### [Working data]
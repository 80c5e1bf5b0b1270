//! Reshape wide demographic columns into chart series.

use crate::aggregate::Spellings;
use crate::error::SchemaError;
use crate::schema::Column;
use crate::types::{
    AgeBracket, BreakdownPart, Dataset, DemographicColumn, Dimension, Gender, KeyValue, Record,
};
use crate::util::saturating_sum;
use std::collections::BTreeMap;

/// One `(category, value)` pair of a long-form series.
pub type LongForm = Vec<(String, f64)>;

#[derive(Debug, Clone, PartialEq)]
pub struct StackedMatrix {
    pub row_dimension: Dimension,
    pub rows: Vec<KeyValue>,
    pub categories: Vec<String>,
    /// `values[row][category]`.
    pub values: Vec<Vec<f64>>,
}

/// A resolved wide column and the category label it contributes.
struct WideColumn {
    label: String,
    column: Column,
}

fn column_value(column: Column, r: &Record) -> u64 {
    match column {
        Column::Total => r.total,
        Column::Demographic(d) => d.value(&r.demographics),
        _ => 0,
    }
}

/// Resolve names, derive labels and put age brackets in canonical order.
/// Labels that are not age brackets keep their input order after the ages.
fn resolve<S: AsRef<str>>(
    wide_columns: &[S],
    label_prefix: &str,
) -> Result<Vec<WideColumn>, SchemaError> {
    let mut ranked = Vec::with_capacity(wide_columns.len());
    for (pos, name) in wide_columns.iter().enumerate() {
        let name = name.as_ref();
        let column = Column::parse(name)?;
        if !matches!(column, Column::Total | Column::Demographic(_)) {
            return Err(SchemaError::NotAMeasure {
                name: name.to_string(),
            });
        }
        let canonical = column.label();
        let label = canonical
            .strip_prefix(label_prefix)
            .or_else(|| name.trim().strip_prefix(label_prefix))
            .unwrap_or(name.trim())
            .trim()
            .to_string();
        let rank = match AgeBracket::from_label(&label) {
            Some(b) => (0, b as usize),
            None => (1, pos),
        };
        ranked.push((rank, WideColumn { label, column }));
    }
    ranked.sort_by_key(|(rank, _)| *rank);
    Ok(ranked.into_iter().map(|(_, c)| c).collect())
}

/// Sum each wide column over the dataset and pair it with its label.
///
/// `["Male 60 or more", "Male 0-4"]` with prefix `"Male "` yields
/// `[("0-4", ..), ("60 or more", ..)]`.
pub fn to_long_form<S: AsRef<str>>(
    dataset: &Dataset,
    wide_columns: &[S],
    label_prefix: &str,
) -> Result<LongForm, SchemaError> {
    let columns = resolve(wide_columns, label_prefix)?;
    Ok(columns
        .into_iter()
        .map(|c| {
            let sum = saturating_sum(dataset.iter().map(|r| column_value(c.column, r)));
            (c.label, sum as f64)
        })
        .collect())
}

/// Sums of the wide columns per value of `row_dim`, for stacked bars.
pub fn stacked_matrix<S: AsRef<str>>(
    dataset: &Dataset,
    row_dim: Dimension,
    wide_columns: &[S],
    label_prefix: &str,
) -> Result<StackedMatrix, SchemaError> {
    let columns = resolve(wide_columns, label_prefix)?;
    let mut spellings = Spellings::default();
    let mut acc: BTreeMap<KeyValue, Vec<u64>> = BTreeMap::new();
    for r in dataset {
        let row = acc
            .entry(spellings.key(r, row_dim))
            .or_insert_with(|| vec![0; columns.len()]);
        for (slot, c) in row.iter_mut().zip(&columns) {
            *slot = slot.saturating_add(column_value(c.column, r));
        }
    }
    let (rows, values): (Vec<KeyValue>, Vec<Vec<f64>>) = acc
        .into_iter()
        .map(|(k, v)| {
            let v = v.into_iter().map(|x| x as f64).collect::<Vec<f64>>();
            (spellings.display(k), v)
        })
        .unzip();
    Ok(StackedMatrix {
        row_dimension: row_dim,
        rows,
        categories: columns.into_iter().map(|c| c.label).collect(),
        values,
    })
}

/// Gender totals and unknowns, labelled with their full column names.
pub fn gender_breakdown(dataset: &Dataset) -> LongForm {
    let cols = [
        DemographicColumn::new(Gender::Female, BreakdownPart::Total),
        DemographicColumn::new(Gender::Male, BreakdownPart::Total),
        DemographicColumn::new(Gender::Female, BreakdownPart::Unknown),
        DemographicColumn::new(Gender::Male, BreakdownPart::Unknown),
    ];
    cols.into_iter()
        .map(|c| {
            let sum = saturating_sum(dataset.iter().map(|r| c.value(&r.demographics)));
            (c.label(), sum as f64)
        })
        .collect()
}

/// Age-bracket counts for one gender, in canonical order.
pub fn age_profile(dataset: &Dataset, gender: Gender) -> LongForm {
    AgeBracket::ALL
        .into_iter()
        .map(|b| {
            let c = DemographicColumn::new(gender, BreakdownPart::Age(b));
            let sum = saturating_sum(dataset.iter().map(|r| c.value(&r.demographics)));
            (b.label().to_string(), sum as f64)
        })
        .collect()
}

#[cfg(test)]
mod tests {
    use super::*;
    use crate::types::Demographics;

    fn rec(year: i32, male_0_4: u64, male_60: u64) -> Record {
        let mut demographics = Demographics::default();
        demographics.male.ages = [male_0_4, 0, 0, 0, male_60];
        demographics.male.total = male_0_4 + male_60;
        demographics.female.total = 3;
        demographics.female.unknown = 1;
        Record {
            year,
            population_type: "IDP".to_string(),
            location: "Jaffna".to_string(),
            urban_rural: "Urban".to_string(),
            accommodation_type: "Camp".to_string(),
            country_of_origin: "Sri Lanka".to_string(),
            country_of_asylum: "Sri Lanka".to_string(),
            total: male_0_4 + male_60 + 3,
            demographics,
        }
    }

    fn sample() -> Dataset {
        Dataset::new(vec![rec(2020, 1, 2), rec(2021, 10, 20)])
    }

    #[test]
    fn long_form_uses_canonical_age_order() {
        let out = to_long_form(&sample(), &["Male 60 or more", "Male 0-4"], "Male ").unwrap();
        assert_eq!(
            out,
            vec![("0-4".to_string(), 11.0), ("60 or more".to_string(), 22.0)]
        );
    }

    #[test]
    fn non_age_labels_follow_ages_in_input_order() {
        let out = to_long_form(
            &sample(),
            &["Male Unknown", "Male Total", "Male 5-11"],
            "Male ",
        )
        .unwrap();
        let labels: Vec<&str> = out.iter().map(|(l, _)| l.as_str()).collect();
        assert_eq!(labels, vec!["5-11", "Unknown", "Total"]);
    }

    #[test]
    fn accepts_normalized_column_names() {
        let out = to_long_form(&sample(), &["male_0_4"], "Male ").unwrap();
        assert_eq!(out, vec![("0-4".to_string(), 11.0)]);
    }

    #[test]
    fn unknown_or_categorical_columns_are_rejected() {
        assert_eq!(
            to_long_form(&sample(), &["Male 99+"], "Male "),
            Err(SchemaError::UnknownColumn {
                name: "Male 99+".to_string()
            })
        );
        assert!(matches!(
            to_long_form(&sample(), &["location"], ""),
            Err(SchemaError::NotAMeasure { .. })
        ));
    }

    #[test]
    fn stacked_matrix_by_year() {
        let m = stacked_matrix(
            &sample(),
            Dimension::Year,
            &["Male 60 or more", "Male 0-4"],
            "Male ",
        )
        .unwrap();
        assert_eq!(m.rows, vec![KeyValue::Year(2020), KeyValue::Year(2021)]);
        assert_eq!(m.categories, vec!["0-4", "60 or more"]);
        assert_eq!(m.values, vec![vec![1.0, 2.0], vec![10.0, 20.0]]);
    }

    #[test]
    fn stacked_rows_merge_case_variants() {
        let mut a = rec(2020, 1, 2);
        let mut b = rec(2021, 10, 20);
        a.urban_rural = "Rural".to_string();
        b.urban_rural = " rural".to_string();
        let m = stacked_matrix(
            &Dataset::new(vec![a, b]),
            Dimension::UrbanRural,
            &["Male 0-4"],
            "Male ",
        )
        .unwrap();
        assert_eq!(m.rows, vec![KeyValue::Text("Rural".into())]);
        assert_eq!(m.values, vec![vec![11.0]]);
    }

    #[test]
    fn gender_breakdown_sums_totals_and_unknowns() {
        let out = gender_breakdown(&sample());
        assert_eq!(out[0], ("Female Total".to_string(), 6.0));
        assert_eq!(out[1], ("Male Total".to_string(), 33.0));
        assert_eq!(out[2], ("Female Unknown".to_string(), 2.0));
        assert_eq!(out[3], ("Male Unknown".to_string(), 0.0));
    }

    #[test]
    fn age_profile_covers_every_bracket() {
        let out = age_profile(&sample(), Gender::Male);
        assert_eq!(out.len(), 5);
        assert_eq!(out[0].1, 11.0);
        assert_eq!(out[4], ("60 or more".to_string(), 22.0));
    }
}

### [Work required]
Exactly as written, please reproduce the lines from the first line of the data to the line containing "after the ages.", inclusive, and nothing else.

### [Answer section]
repository 80c5e1bf5b0b1270
//! Reshape wide demographic columns into chart series.

use crate::aggregate::Spellings;
use crate::error::SchemaError;
use crate::schema::Column;
use crate::types::{
    AgeBracket, BreakdownPart, Dataset, DemographicColumn, Dimension, Gender, KeyValue, Record,
};
use crate::util::saturating_sum;
use std::collections::BTreeMap;

/// One `(category, value)` pair of a long-form series.
pub type LongForm = Vec<(String, f64)>;

#[derive(Debug, Clone, PartialEq)]
pub struct StackedMatrix {
    pub row_dimension: Dimension,
    pub rows: Vec<KeyValue>,
    pub categories: Vec<String>,
    /// `values[row][category]`.
    pub values: Vec<Vec<f64>>,
}

/// A resolved wide column and the category label it contributes.
struct WideColumn {
    label: String,
    column: Column,
}

fn column_value(column: Column, r: &Record) -> u64 {
    match column {
        Column::Total => r.total,
        Column::Demographic(d) => d.value(&r.demographics),
        _ => 0,
    }
}

/// Resolve names, derive labels and put age brackets in canonical order.
/// Labels that are not age brackets keep their input order after the ages.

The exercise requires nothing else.